**Required action**:
Quote exactly, and only, the lines of the material below from the line with "the Understory Authors" through the line with "pub const LEGACY_CENTER: Point".

+--

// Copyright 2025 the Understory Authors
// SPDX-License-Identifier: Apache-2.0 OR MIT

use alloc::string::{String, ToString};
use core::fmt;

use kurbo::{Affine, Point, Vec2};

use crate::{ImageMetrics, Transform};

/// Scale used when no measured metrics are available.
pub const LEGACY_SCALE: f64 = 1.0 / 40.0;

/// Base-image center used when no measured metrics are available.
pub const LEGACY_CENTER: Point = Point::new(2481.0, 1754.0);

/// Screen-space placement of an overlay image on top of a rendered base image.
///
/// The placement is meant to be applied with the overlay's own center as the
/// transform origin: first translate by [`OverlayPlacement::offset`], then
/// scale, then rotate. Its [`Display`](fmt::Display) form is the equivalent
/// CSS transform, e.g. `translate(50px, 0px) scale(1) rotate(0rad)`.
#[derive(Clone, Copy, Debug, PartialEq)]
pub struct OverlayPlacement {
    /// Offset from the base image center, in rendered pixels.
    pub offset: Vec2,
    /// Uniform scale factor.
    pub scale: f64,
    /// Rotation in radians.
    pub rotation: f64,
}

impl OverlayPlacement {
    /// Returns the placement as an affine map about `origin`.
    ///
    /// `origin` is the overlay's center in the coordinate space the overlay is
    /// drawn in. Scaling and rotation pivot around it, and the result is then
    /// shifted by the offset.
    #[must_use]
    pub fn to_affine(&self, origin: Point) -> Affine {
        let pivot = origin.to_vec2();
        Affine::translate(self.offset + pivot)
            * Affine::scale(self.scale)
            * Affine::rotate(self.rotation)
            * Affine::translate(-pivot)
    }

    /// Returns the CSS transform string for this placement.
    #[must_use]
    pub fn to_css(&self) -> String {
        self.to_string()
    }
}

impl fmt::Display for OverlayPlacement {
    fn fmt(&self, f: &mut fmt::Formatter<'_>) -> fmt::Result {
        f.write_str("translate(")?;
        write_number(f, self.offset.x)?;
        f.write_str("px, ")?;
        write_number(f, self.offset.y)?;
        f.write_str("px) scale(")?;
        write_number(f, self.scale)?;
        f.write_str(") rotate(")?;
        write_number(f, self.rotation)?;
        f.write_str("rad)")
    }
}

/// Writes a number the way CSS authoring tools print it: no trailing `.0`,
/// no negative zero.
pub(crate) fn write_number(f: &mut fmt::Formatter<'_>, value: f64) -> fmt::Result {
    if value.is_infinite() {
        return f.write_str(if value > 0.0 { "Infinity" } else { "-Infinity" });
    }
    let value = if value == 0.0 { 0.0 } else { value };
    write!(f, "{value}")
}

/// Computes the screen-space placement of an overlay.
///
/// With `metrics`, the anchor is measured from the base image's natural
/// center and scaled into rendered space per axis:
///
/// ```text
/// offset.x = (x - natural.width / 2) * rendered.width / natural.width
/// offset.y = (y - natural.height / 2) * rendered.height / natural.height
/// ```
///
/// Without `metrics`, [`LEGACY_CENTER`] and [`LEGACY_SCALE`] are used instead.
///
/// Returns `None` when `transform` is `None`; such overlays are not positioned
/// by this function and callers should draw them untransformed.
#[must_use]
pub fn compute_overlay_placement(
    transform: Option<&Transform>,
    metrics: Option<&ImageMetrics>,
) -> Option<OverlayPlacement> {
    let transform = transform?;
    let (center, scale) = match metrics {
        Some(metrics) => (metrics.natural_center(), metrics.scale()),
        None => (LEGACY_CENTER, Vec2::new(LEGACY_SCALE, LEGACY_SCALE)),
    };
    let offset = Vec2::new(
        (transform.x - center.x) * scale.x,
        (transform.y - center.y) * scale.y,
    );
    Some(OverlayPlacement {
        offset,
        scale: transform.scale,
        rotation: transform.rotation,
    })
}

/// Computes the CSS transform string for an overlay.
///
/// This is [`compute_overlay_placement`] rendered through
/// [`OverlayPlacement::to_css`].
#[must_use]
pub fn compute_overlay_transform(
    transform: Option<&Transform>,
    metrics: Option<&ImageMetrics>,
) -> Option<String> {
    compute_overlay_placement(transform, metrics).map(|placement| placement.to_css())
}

+--

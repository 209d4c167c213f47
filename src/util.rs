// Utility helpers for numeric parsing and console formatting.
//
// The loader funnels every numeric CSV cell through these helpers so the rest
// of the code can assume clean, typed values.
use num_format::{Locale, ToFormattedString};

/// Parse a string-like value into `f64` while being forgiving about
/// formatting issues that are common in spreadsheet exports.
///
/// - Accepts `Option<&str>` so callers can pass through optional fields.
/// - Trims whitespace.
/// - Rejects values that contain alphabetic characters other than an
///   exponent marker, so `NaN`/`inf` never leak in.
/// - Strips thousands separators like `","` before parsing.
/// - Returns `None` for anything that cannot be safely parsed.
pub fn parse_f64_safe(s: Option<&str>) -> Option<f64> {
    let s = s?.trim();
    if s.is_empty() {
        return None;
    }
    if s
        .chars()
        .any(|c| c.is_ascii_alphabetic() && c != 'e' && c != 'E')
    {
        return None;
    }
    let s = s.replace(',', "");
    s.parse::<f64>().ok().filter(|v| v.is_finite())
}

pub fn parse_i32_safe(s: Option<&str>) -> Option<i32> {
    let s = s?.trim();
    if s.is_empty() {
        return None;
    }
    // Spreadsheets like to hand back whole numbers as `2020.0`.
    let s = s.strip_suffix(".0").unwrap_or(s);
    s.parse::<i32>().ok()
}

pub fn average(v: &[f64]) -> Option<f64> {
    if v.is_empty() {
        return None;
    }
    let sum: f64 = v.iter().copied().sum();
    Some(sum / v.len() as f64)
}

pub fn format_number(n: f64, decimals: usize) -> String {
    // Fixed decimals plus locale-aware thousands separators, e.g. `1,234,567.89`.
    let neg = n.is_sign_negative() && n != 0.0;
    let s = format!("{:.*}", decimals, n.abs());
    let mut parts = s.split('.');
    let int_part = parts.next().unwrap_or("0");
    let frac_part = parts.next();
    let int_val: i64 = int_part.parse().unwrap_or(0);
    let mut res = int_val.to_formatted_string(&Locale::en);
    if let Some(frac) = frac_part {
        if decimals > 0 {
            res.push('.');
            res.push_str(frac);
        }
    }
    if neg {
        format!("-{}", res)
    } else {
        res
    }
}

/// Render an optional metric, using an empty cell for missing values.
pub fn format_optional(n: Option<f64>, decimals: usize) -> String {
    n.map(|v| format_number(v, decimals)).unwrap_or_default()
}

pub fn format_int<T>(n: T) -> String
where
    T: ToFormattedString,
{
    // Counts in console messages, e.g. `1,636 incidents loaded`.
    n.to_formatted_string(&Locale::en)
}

+--

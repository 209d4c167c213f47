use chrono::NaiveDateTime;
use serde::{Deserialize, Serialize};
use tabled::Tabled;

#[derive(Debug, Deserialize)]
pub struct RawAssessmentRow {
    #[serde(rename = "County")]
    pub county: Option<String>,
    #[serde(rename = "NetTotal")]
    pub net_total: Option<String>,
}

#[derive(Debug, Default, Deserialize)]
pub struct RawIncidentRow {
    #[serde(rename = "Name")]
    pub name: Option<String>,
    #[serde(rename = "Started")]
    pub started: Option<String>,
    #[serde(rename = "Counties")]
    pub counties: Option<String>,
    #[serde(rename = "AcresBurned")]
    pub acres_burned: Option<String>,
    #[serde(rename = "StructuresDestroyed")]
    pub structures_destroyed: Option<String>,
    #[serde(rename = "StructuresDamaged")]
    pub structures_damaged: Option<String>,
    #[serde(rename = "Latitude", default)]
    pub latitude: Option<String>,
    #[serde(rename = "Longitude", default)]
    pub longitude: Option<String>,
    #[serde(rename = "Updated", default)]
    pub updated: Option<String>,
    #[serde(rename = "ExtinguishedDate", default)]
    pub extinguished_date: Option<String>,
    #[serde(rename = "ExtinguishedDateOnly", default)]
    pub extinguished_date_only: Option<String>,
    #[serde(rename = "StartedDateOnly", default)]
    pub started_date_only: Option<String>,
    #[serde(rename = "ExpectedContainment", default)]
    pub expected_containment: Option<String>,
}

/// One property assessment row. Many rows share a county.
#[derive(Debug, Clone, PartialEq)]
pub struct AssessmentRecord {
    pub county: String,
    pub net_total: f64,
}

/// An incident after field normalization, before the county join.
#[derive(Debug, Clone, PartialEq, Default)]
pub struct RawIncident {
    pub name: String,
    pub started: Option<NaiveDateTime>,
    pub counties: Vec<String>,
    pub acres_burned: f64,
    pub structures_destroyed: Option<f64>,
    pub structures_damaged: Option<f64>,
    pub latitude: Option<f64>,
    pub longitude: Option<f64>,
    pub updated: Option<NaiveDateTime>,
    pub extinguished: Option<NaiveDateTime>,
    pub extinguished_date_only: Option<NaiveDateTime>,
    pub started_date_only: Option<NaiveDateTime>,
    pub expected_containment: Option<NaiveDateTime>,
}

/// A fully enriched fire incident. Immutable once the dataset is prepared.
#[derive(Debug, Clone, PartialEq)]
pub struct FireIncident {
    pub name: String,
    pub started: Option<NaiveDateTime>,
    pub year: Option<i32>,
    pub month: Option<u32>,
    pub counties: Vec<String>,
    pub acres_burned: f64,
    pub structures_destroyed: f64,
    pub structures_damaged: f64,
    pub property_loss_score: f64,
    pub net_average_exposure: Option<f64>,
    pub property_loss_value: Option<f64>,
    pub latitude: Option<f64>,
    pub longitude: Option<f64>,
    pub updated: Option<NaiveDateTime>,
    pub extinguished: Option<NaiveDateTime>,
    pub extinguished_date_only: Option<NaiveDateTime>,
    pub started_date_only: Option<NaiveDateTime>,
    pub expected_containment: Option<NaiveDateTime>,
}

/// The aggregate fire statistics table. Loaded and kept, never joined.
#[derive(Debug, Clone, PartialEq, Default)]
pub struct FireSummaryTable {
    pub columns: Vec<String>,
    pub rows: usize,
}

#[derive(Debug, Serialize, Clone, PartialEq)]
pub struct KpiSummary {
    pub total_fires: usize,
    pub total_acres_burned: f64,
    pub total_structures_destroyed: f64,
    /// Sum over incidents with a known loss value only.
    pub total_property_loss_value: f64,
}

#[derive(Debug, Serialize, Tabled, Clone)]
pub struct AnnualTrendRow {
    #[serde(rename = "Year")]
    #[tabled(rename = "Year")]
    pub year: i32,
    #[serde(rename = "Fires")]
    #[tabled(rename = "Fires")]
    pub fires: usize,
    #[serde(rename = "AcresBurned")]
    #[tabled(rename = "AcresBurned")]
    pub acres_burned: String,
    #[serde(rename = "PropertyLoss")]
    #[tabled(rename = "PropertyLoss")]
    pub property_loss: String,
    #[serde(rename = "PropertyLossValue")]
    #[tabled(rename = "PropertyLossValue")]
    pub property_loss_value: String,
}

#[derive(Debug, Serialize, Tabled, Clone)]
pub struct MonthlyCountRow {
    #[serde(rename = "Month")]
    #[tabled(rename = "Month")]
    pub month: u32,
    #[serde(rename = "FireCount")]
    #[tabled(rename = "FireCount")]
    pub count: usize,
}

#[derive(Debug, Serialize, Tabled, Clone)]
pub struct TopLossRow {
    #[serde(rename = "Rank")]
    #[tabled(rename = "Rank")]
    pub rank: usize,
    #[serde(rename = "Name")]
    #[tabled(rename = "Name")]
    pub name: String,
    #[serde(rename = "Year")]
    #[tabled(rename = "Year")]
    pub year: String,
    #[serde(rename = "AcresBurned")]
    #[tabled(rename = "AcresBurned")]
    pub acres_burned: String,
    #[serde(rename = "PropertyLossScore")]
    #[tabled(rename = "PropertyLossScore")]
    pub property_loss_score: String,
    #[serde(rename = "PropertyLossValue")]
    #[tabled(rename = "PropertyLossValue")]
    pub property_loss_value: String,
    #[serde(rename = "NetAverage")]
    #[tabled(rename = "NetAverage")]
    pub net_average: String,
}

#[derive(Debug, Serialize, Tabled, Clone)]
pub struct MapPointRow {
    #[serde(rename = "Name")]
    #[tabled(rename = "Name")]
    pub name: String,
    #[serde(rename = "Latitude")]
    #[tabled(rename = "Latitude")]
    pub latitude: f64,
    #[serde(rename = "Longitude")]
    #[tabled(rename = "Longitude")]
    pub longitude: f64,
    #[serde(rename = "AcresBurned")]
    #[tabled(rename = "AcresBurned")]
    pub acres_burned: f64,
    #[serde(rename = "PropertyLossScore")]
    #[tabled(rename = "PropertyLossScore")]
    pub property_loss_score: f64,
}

+--

**Exercise answer**:
// Copyright 2025 the Understory Authors
// SPDX-License-Identifier: Apache-2.0 OR MIT

use alloc::string::{String, ToString};
use core::fmt;

use kurbo::{Affine, Point, Vec2};

use crate::{ImageMetrics, Transform};

/// Scale used when no measured metrics are available.
pub const LEGACY_SCALE: f64 = 1.0 / 40.0;

/// Base-image center used when no measured metrics are available.
pub const LEGACY_CENTER: Point = Point::new(2481.0, 1754.0);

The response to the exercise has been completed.